Happiness is not having what you want; it's wanting what you have. In the absence of evidence to the contrary, act today as if God has put you exactly where you are, doing exactly what you are doing.

Bob Dylan, in one of his moments of Christian lucidity said, 'No-one does what's right; they just do what they want and then repent.' Guy had a point.

Guidance got you where you are today. If God wants you somewhere else he has ways.

Now. What's next?

Thursday, August 25, 2005

Guidance

The whole, 'God speaking to me' thing has been niggling away at me since Sunday and I remembered where I had read something really helpful. Here follow a few selective quotes from Packer's Laid Back Religion (IVP 1987).

'What should Christians do when they feel God has directly told them to say or do something?...

'1. If anyone today receives a direct disclosure from God, it will have no canonical significance. It will not become part of the church's rule of faith and life, nor will the church be under any obligation to acknowledge the disclosure as revelation; nor will anyone merit blame for suspecting that the disclosure was not from God. If the alleged disclosure is a prediction ... Moses assures us that there is not even a prima facie case for treating it as from God until it has come true (Deut. 18:21f.) If the alleged disclosure is a directive ... any who associate themselves with this project should do so because wisdom tells them that it is needed, realistic and God-honouring, not because the leader tells them that God directly commanded him (and by implication them) to attempt it.

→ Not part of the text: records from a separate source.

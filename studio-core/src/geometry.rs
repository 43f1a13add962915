//! Resolution-independent geometry for placement and export.
//!
//! The on-screen canvas and the exported raster rarely share a size. Every
//! export maps the whole on-screen composition through one [`ExportMapping`]:
//! a uniform scale plus a centering offset, so annotations keep their layout
//! relative to the base image.

use std::fmt;
use std::str::FromStr;

use serde::{Deserialize, Serialize};

use crate::element::ShapeTransform;
use crate::{CoreError, CoreResult};

/// Position tolerance for dirty detection, in pixels.
pub const POSITION_TOLERANCE: f64 = 0.5;

/// Scale tolerance for dirty detection.
pub const SCALE_TOLERANCE: f64 = 0.001;

/// Angle tolerance for dirty detection, in degrees.
pub const ANGLE_TOLERANCE: f64 = 0.5;

/// Exports smaller than this on either side are doubled when auto upscale is on.
pub const UPSCALE_THRESHOLD: u32 = 1000;

/// A width/height pair in pixels.
#[derive(Debug, Clone, Copy, PartialEq, Serialize, Deserialize)]
pub struct Size {
    /// Width in pixels.
    pub width: f64,
    /// Height in pixels.
    pub height: f64,
}

impl Size {
    /// Create a size from floating point dimensions.
    #[must_use]
    pub const fn new(width: f64, height: f64) -> Self {
        Self { width, height }
    }

    /// Create a size from integer pixel dimensions.
    #[must_use]
    pub fn from_pixels(width: u32, height: u32) -> Self {
        Self {
            width: f64::from(width),
            height: f64::from(height),
        }
    }

    /// Width divided by height, or 1.0 for a degenerate size.
    #[must_use]
    pub fn aspect(&self) -> f64 {
        if self.height > 0.0 {
            self.width / self.height
        } else {
            1.0
        }
    }

    /// Whether either side is zero or negative.
    #[must_use]
    pub fn is_empty(&self) -> bool {
        self.width <= 0.0 || self.height <= 0.0
    }

    /// Round to whole pixels, never below 1x1.
    #[must_use]
    #[allow(clippy::cast_possible_truncation, clippy::cast_sign_loss)]
    pub fn to_pixels(&self) -> (u32, u32) {
        (
            self.width.round().max(1.0) as u32,
            self.height.round().max(1.0) as u32,
        )
    }
}

/// A target aspect ratio such as `4:3` or `1:1`.
#[derive(Debug, Clone, Copy, PartialEq, Eq, Serialize, Deserialize)]
pub struct AspectRatio {
    /// Horizontal component.
    pub width: u32,
    /// Vertical component.
    pub height: u32,
}

impl AspectRatio {
    /// Create an aspect ratio.
    ///
    /// # Errors
    ///
    /// Returns [`CoreError::InvalidAspectRatio`] if either side is zero.
    pub fn new(width: u32, height: u32) -> CoreResult<Self> {
        if width == 0 || height == 0 {
            return Err(CoreError::InvalidAspectRatio(format!("{width}:{height}")));
        }
        Ok(Self { width, height })
    }

    /// The ratio as width / height.
    #[must_use]
    pub fn ratio(&self) -> f64 {
        f64::from(self.width) / f64::from(self.height)
    }
}

impl FromStr for AspectRatio {
    type Err = CoreError;

    fn from_str(s: &str) -> Result<Self, Self::Err> {
        let (w, h) = s
            .split_once(':')
            .ok_or_else(|| CoreError::InvalidAspectRatio(s.to_string()))?;
        let width = w
            .trim()
            .parse()
            .map_err(|_| CoreError::InvalidAspectRatio(s.to_string()))?;
        let height = h
            .trim()
            .parse()
            .map_err(|_| CoreError::InvalidAspectRatio(s.to_string()))?;
        Self::new(width, height)
    }
}

impl fmt::Display for AspectRatio {
    fn fmt(&self, f: &mut fmt::Formatter<'_>) -> fmt::Result {
        write!(f, "{}:{}", self.width, self.height)
    }
}

/// Largest uniform scale that fits `content` inside `container`.
///
/// Degenerate content yields 1.0.
#[must_use]
pub fn fit_scale(container: Size, content: Size) -> f64 {
    if content.is_empty() {
        return 1.0;
    }
    (container.width / content.width).min(container.height / content.height)
}

/// What the caller asked the export to produce.
#[derive(Debug, Clone, Copy, Default, PartialEq)]
pub struct ExportRequest {
    /// Explicit output width in pixels.
    pub target_width: Option<u32>,
    /// Explicit output aspect ratio.
    pub aspect_ratio: Option<AspectRatio>,
    /// Double both sides when either falls below [`UPSCALE_THRESHOLD`].
    pub auto_upscale: bool,
}

impl ExportRequest {
    /// Request with an explicit width.
    #[must_use]
    pub fn with_width(mut self, width: u32) -> Self {
        self.target_width = Some(width);
        self
    }

    /// Request with an explicit aspect ratio.
    #[must_use]
    pub fn with_aspect_ratio(mut self, aspect: AspectRatio) -> Self {
        self.aspect_ratio = Some(aspect);
        self
    }

    /// Toggle automatic 2x upscaling of small exports.
    #[must_use]
    pub fn with_auto_upscale(mut self, enabled: bool) -> Self {
        self.auto_upscale = enabled;
        self
    }
}

/// Resolve the output pixel size of an export.
///
/// - width given: height follows the requested aspect ratio, else the
///   on-screen canvas aspect;
/// - only an aspect ratio: the native height is kept and the width derived;
/// - neither: native image resolution.
#[must_use]
#[allow(clippy::cast_possible_truncation, clippy::cast_sign_loss)]
pub fn resolve_export_size(request: &ExportRequest, canvas: Size, native: Size) -> (u32, u32) {
    let size = match (request.target_width, request.aspect_ratio) {
        (Some(width), Some(aspect)) => {
            let w = f64::from(width);
            Size::new(w, w / aspect.ratio())
        }
        (Some(width), None) => {
            let w = f64::from(width);
            Size::new(w, w / canvas.aspect())
        }
        (None, Some(aspect)) => Size::new(native.height * aspect.ratio(), native.height),
        (None, None) => native,
    };

    let (mut width, mut height) = size.to_pixels();
    if request.auto_upscale && (width < UPSCALE_THRESHOLD || height < UPSCALE_THRESHOLD) {
        width = width.saturating_mul(2);
        height = height.saturating_mul(2);
    }
    (width, height)
}

/// Uniform scale plus centering offset from one canvas size to another.
#[derive(Debug, Clone, Copy, PartialEq)]
pub struct ExportMapping {
    /// Uniform scale factor (`fitScale`).
    pub scale: f64,
    /// Horizontal centering offset in target pixels.
    pub offset_x: f64,
    /// Vertical centering offset in target pixels.
    pub offset_y: f64,
}

impl ExportMapping {
    /// Mapping that fits `source` into `target`, centered.
    #[must_use]
    pub fn new(source: Size, target: Size) -> Self {
        let scale = fit_scale(target, source);
        Self {
            scale,
            offset_x: (target.width - source.width * scale) / 2.0,
            offset_y: (target.height - source.height * scale) / 2.0,
        }
    }

    /// Map a transform from source into target space.
    #[must_use]
    pub fn apply(&self, t: &ShapeTransform) -> ShapeTransform {
        ShapeTransform {
            left: t.left * self.scale + self.offset_x,
            top: t.top * self.scale + self.offset_y,
            scale_x: t.scale_x * self.scale,
            scale_y: t.scale_y * self.scale,
            angle: t.angle,
        }
    }

    /// Map a transform from target back into source space.
    #[must_use]
    pub fn invert(&self, t: &ShapeTransform) -> ShapeTransform {
        ShapeTransform {
            left: (t.left - self.offset_x) / self.scale,
            top: (t.top - self.offset_y) / self.scale,
            scale_x: t.scale_x / self.scale,
            scale_y: t.scale_y / self.scale,
            angle: t.angle,
        }
    }
}

/// Wrap-around placement offset for the `count`-th added shape.
///
/// Successive shapes step right by `padding`, wrapping to a new row once
/// they pass `max_x`, and wrapping back to the top once rows pass `max_y`.
#[must_use]
pub fn tile_offset(count: u32, padding: f64, max_x: f64, max_y: f64) -> (f64, f64) {
    let step = f64::from(count) * padding;
    let span_x = max_x.max(0.0).floor() + 1.0;
    let span_y = max_y.max(0.0).floor() + 1.0;
    let offset_x = step % span_x;
    let offset_y = ((step / span_x).floor() * padding) % span_y;
    (offset_x, offset_y)
}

'People who believe that they have received direct indications of what God will do ... should refrain in all situations ... from asking others to agree that direct revelation has been given ... and Christians should greet any such request with ... silence.

'2. Guidance in this particular form is not promised. For it to occur is, as we have said, extraordinary, exceptional, and anomalous...

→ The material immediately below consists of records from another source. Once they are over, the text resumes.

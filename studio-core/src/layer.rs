//! Image layers and their lifecycle state machine.
//!
//! ```text
//! uploaded ⇄ selected ─┐
//!                      ├─ submit ─▶ processing ─┬─▶ confirm (batch) ─ accept ─▶ edit
//! edit / confirm / error┘                       ├─▶ edit (single)
//!                                               └─▶ error
//! publishing ─▶ live            (optimistic copy inserted by the publisher)
//! any settled state ─▶ deleting ─▶ removed, or back to the prior state
//! ```

use std::fmt;

use serde::{Deserialize, Serialize};
use uuid::Uuid;

use crate::{CoreError, CoreResult, ACCEPTED_EXTENSIONS, MAX_UPLOAD_BYTES};

/// Opaque layer identifier. Client generated for uploads and optimistic
/// inserts, server assigned for records loaded from the service.
#[derive(Debug, Clone, PartialEq, Eq, Hash, Serialize, Deserialize)]
pub struct LayerId(String);

impl LayerId {
    /// Wrap an existing identifier.
    #[must_use]
    pub fn new(id: impl Into<String>) -> Self {
        Self(id.into())
    }

    /// Generate a fresh client-side identifier.
    #[must_use]
    pub fn generate() -> Self {
        Self(Uuid::new_v4().to_string())
    }

    /// The identifier as a string slice.
    #[must_use]
    pub fn as_str(&self) -> &str {
        &self.0
    }
}

impl fmt::Display for LayerId {
    fn fmt(&self, f: &mut fmt::Formatter<'_>) -> fmt::Result {
        f.write_str(&self.0)
    }
}

impl From<&str> for LayerId {
    fn from(value: &str) -> Self {
        Self::new(value)
    }
}

/// A local file picked by the user, not yet uploaded anywhere.
#[derive(Clone, PartialEq, Eq)]
pub struct LocalFile {
    /// File name including extension.
    pub name: String,
    /// MIME type.
    pub mime: String,
    /// Encoded file contents.
    pub bytes: Vec<u8>,
}

impl LocalFile {
    /// Create a local file.
    #[must_use]
    pub fn new(name: impl Into<String>, mime: impl Into<String>, bytes: Vec<u8>) -> Self {
        Self {
            name: name.into(),
            mime: mime.into(),
            bytes,
        }
    }

    /// Lowercased extension, if any.
    #[must_use]
    pub fn extension(&self) -> Option<String> {
        self.name
            .rsplit_once('.')
            .map(|(_, ext)| ext.to_ascii_lowercase())
    }
}

impl fmt::Debug for LocalFile {
    fn fmt(&self, f: &mut fmt::Formatter<'_>) -> fmt::Result {
        f.debug_struct("LocalFile")
            .field("name", &self.name)
            .field("mime", &self.mime)
            .field("len", &self.bytes.len())
            .finish()
    }
}

/// Where a layer's pixels come from. Exactly one source is authoritative.
#[derive(Debug, Clone, PartialEq, Eq)]
pub enum LayerSource {
    /// A pending local file.
    Local(LocalFile),
    /// A remote URL, canonical once upload or generation completes.
    Remote(String),
}

impl LayerSource {
    /// The local file, if that is the authoritative source.
    #[must_use]
    pub fn file(&self) -> Option<&LocalFile> {
        match self {
            Self::Local(file) => Some(file),
            Self::Remote(_) => None,
        }
    }

    /// The remote URL, if that is the authoritative source.
    #[must_use]
    pub fn image_url(&self) -> Option<&str> {
        match self {
            Self::Local(_) => None,
            Self::Remote(url) => Some(url),
        }
    }

    /// Whether the source is a local file.
    #[must_use]
    pub fn is_local(&self) -> bool {
        matches!(self, Self::Local(_))
    }
}

/// Lifecycle state of a layer.
#[derive(Debug, Clone, Copy, PartialEq, Eq, Hash, Serialize, Deserialize)]
#[serde(rename_all = "lowercase")]
pub enum ImageState {
    /// Freshly picked local file.
    Uploaded,
    /// Marked as a reference image for a batch copy edit.
    Selected,
    /// Generation request in flight.
    Processing,
    /// Batch candidate awaiting user acceptance.
    Confirm,
    /// Generated and ready to view or publish.
    Edit,
    /// Generation failed; retry or discard.
    Error,
    /// Live-image creation in flight.
    Publishing,
    /// Published to the product's media.
    Live,
    /// Deletion in flight.
    Deleting,
}

impl ImageState {
    /// States with a network call in flight.
    #[must_use]
    pub fn is_transient(self) -> bool {
        matches!(self, Self::Processing | Self::Publishing | Self::Deleting)
    }

    /// States that count against the reference-image limit.
    #[must_use]
    pub fn is_reference_eligible(self) -> bool {
        matches!(self, Self::Uploaded | Self::Selected)
    }

    /// Lowercase name, as shown on state badges.
    #[must_use]
    pub fn as_str(self) -> &'static str {
        match self {
            Self::Uploaded => "uploaded",
            Self::Selected => "selected",
            Self::Processing => "processing",
            Self::Confirm => "confirm",
            Self::Edit => "edit",
            Self::Error => "error",
            Self::Publishing => "publishing",
            Self::Live => "live",
            Self::Deleting => "deleting",
        }
    }

    /// The single transition function for layer lifecycle.
    ///
    /// `source` decides where a deselected layer returns to.
    ///
    /// # Errors
    ///
    /// Returns [`CoreError::InvalidTransition`] for any pair not listed.
    pub fn next(self, event: &LayerEvent, source: &LayerSource) -> CoreResult<Self> {
        let next = match (self, event) {
            (Self::Uploaded | Self::Edit | Self::Confirm, LayerEvent::Select) => Self::Selected,
            (Self::Selected, LayerEvent::Deselect) => {
                if source.is_local() {
                    Self::Uploaded
                } else {
                    Self::Edit
                }
            }
            (state, LayerEvent::Submit) if !state.is_transient() && state != Self::Live => {
                Self::Processing
            }
            (Self::Processing, LayerEvent::Completed { batch: true }) => Self::Confirm,
            (Self::Processing, LayerEvent::Completed { batch: false }) => Self::Edit,
            (Self::Processing, LayerEvent::Failed) => Self::Error,
            (Self::Confirm, LayerEvent::Accept) => Self::Edit,
            (Self::Publishing, LayerEvent::PublishSucceeded) => Self::Live,
            (state, LayerEvent::Delete) if !state.is_transient() => Self::Deleting,
            (Self::Deleting, LayerEvent::DeleteFailed { prior }) => prior.unwrap_or(Self::Error),
            (from, event) => {
                return Err(CoreError::InvalidTransition {
                    from,
                    event: *event,
                })
            }
        };
        Ok(next)
    }
}

impl fmt::Display for ImageState {
    fn fmt(&self, f: &mut fmt::Formatter<'_>) -> fmt::Result {
        f.write_str(self.as_str())
    }
}

/// Events that drive [`ImageState::next`].
#[derive(Debug, Clone, Copy, PartialEq, Eq)]
pub enum LayerEvent {
    /// Mark as a reference image.
    Select,
    /// Unmark as a reference image.
    Deselect,
    /// Dispatch a generation request.
    Submit,
    /// The service completed and the result decoded.
    Completed {
        /// Whether the request was part of a batch copy edit.
        batch: bool,
    },
    /// The service, the network or the decode failed.
    Failed,
    /// Accept a batch candidate.
    Accept,
    /// The live image was created.
    PublishSucceeded,
    /// Start deleting.
    Delete,
    /// Deletion failed; revert.
    DeleteFailed {
        /// State before the delete started, if known.
        prior: Option<ImageState>,
    },
}

/// Generation metadata, populated only after a successful generation.
#[derive(Debug, Clone, Default, PartialEq, Eq, Serialize, Deserialize)]
#[serde(rename_all = "camelCase")]
pub struct GenerationMeta {
    /// Server-assigned generation task ID.
    pub task_id: String,
    /// Prompt as rewritten by the service.
    pub enhanced_prompt: Option<String>,
    /// Seed used for the generation.
    pub seed: Option<i64>,
    /// Free-form user comments.
    pub comments: Option<String>,
    /// User feedback (e.g. thumbs up/down).
    pub feedback: Option<String>,
}

/// A single image unit with its own lifecycle.
#[derive(Debug, Clone, PartialEq)]
pub struct Layer {
    /// Opaque identifier.
    pub id: LayerId,
    source: LayerSource,
    state: ImageState,
    /// Current pixel width.
    pub width: u32,
    /// Current pixel height.
    pub height: u32,
    /// As-loaded pixel width.
    pub original_width: u32,
    /// As-loaded pixel height.
    pub original_height: u32,
    /// Catalog product this layer belongs to.
    pub product_id: Option<String>,
    /// Catalog variant this layer belongs to.
    pub variant_id: Option<String>,
    /// Generation task this layer was derived from.
    pub parent_task_id: Option<String>,
    /// Whether this layer is part of the product's live media.
    pub is_live_image: bool,
    /// Position within the live media.
    pub order: Option<u32>,
    /// Generation metadata.
    pub generation: Option<GenerationMeta>,
}

impl Layer {
    fn with_source(id: LayerId, source: LayerSource, state: ImageState) -> Self {
        Self {
            id,
            source,
            state,
            width: 0,
            height: 0,
            original_width: 0,
            original_height: 0,
            product_id: None,
            variant_id: None,
            parent_task_id: None,
            is_live_image: false,
            order: None,
            generation: None,
        }
    }

    /// A freshly picked local file.
    #[must_use]
    pub fn uploaded(file: LocalFile, width: u32, height: u32) -> Self {
        Self::with_source(LayerId::generate(), LayerSource::Local(file), ImageState::Uploaded)
            .with_dimensions(width, height)
    }

    /// A layer backed by a remote image, e.g. a draft loaded from the service.
    ///
    /// # Errors
    ///
    /// Returns [`CoreError::SourceMismatch`] for `uploaded`, which requires a
    /// local file.
    pub fn remote(id: LayerId, url: impl Into<String>, state: ImageState) -> CoreResult<Self> {
        if state == ImageState::Uploaded {
            return Err(CoreError::SourceMismatch(state));
        }
        let mut layer = Self::with_source(id, LayerSource::Remote(url.into()), state);
        layer.is_live_image = state == ImageState::Live;
        Ok(layer)
    }

    /// The optimistic live copy of a draft, inserted before publish resolves.
    ///
    /// Returns `None` if the draft has no remote image yet.
    #[must_use]
    pub fn pending_publish(draft: &Self, order: u32) -> Option<Self> {
        let url = draft.source.image_url()?;
        let mut layer = Self::with_source(
            LayerId::generate(),
            LayerSource::Remote(url.to_string()),
            ImageState::Publishing,
        )
        .with_dimensions(draft.width, draft.height);
        layer.product_id.clone_from(&draft.product_id);
        layer.variant_id.clone_from(&draft.variant_id);
        layer.parent_task_id = draft.generation.as_ref().map(|g| g.task_id.clone());
        layer.is_live_image = true;
        layer.order = Some(order);
        Some(layer)
    }

    /// Set current and original dimensions.
    #[must_use]
    pub fn with_dimensions(mut self, width: u32, height: u32) -> Self {
        self.width = width;
        self.height = height;
        self.original_width = width;
        self.original_height = height;
        self
    }

    /// Link to a catalog product and variant.
    #[must_use]
    pub fn with_product(mut self, product_id: impl Into<String>, variant_id: Option<String>) -> Self {
        self.product_id = Some(product_id.into());
        self.variant_id = variant_id;
        self
    }

    /// Attach generation metadata.
    #[must_use]
    pub fn with_generation(mut self, meta: GenerationMeta) -> Self {
        self.generation = Some(meta);
        self
    }

    /// Current lifecycle state.
    #[must_use]
    pub fn state(&self) -> ImageState {
        self.state
    }

    /// Authoritative source.
    #[must_use]
    pub fn source(&self) -> &LayerSource {
        &self.source
    }

    /// Pending local file, if any.
    #[must_use]
    pub fn file(&self) -> Option<&LocalFile> {
        self.source.file()
    }

    /// Canonical remote URL, if any.
    #[must_use]
    pub fn image_url(&self) -> Option<&str> {
        self.source.image_url()
    }

    /// Apply an event through the transition function.
    pub(crate) fn apply(&mut self, event: &LayerEvent) -> CoreResult<ImageState> {
        self.state = self.state.next(event, &self.source)?;
        Ok(self.state)
    }

    /// Swap the source to a remote URL.
    pub(crate) fn set_remote(&mut self, url: String) {
        self.source = LayerSource::Remote(url);
    }

    /// Whether the source agrees with the state.
    ///
    /// `uploaded` needs a local file; `edit`, `confirm` and `live` need a URL.
    #[must_use]
    pub fn is_consistent(&self) -> bool {
        match self.state {
            ImageState::Uploaded => self.source.is_local(),
            ImageState::Edit | ImageState::Confirm | ImageState::Live => !self.source.is_local(),
            _ => true,
        }
    }
}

'3. Direct communications from God take the form of impressions, and impressions can come, even to the most devoted and prayerful people, from such murky sources as wishful thinking, fear, obsessional neurosis, schizophrenia, hormonal imbalance, depression, side effects of medication, and satanic delusion, as well as from God. Impressions need to be suspected before they are sanctioned and tested before they are trusted. Confidence that one's impressions are God-given is no guarantee that this is really so... Bible-based wisdom must judge them.'

Now Packer tends to paint things in extremes in order to make his points but lurking under this anti-delusional rant is the truth that we should be suspicious of all 'God told me..' statements.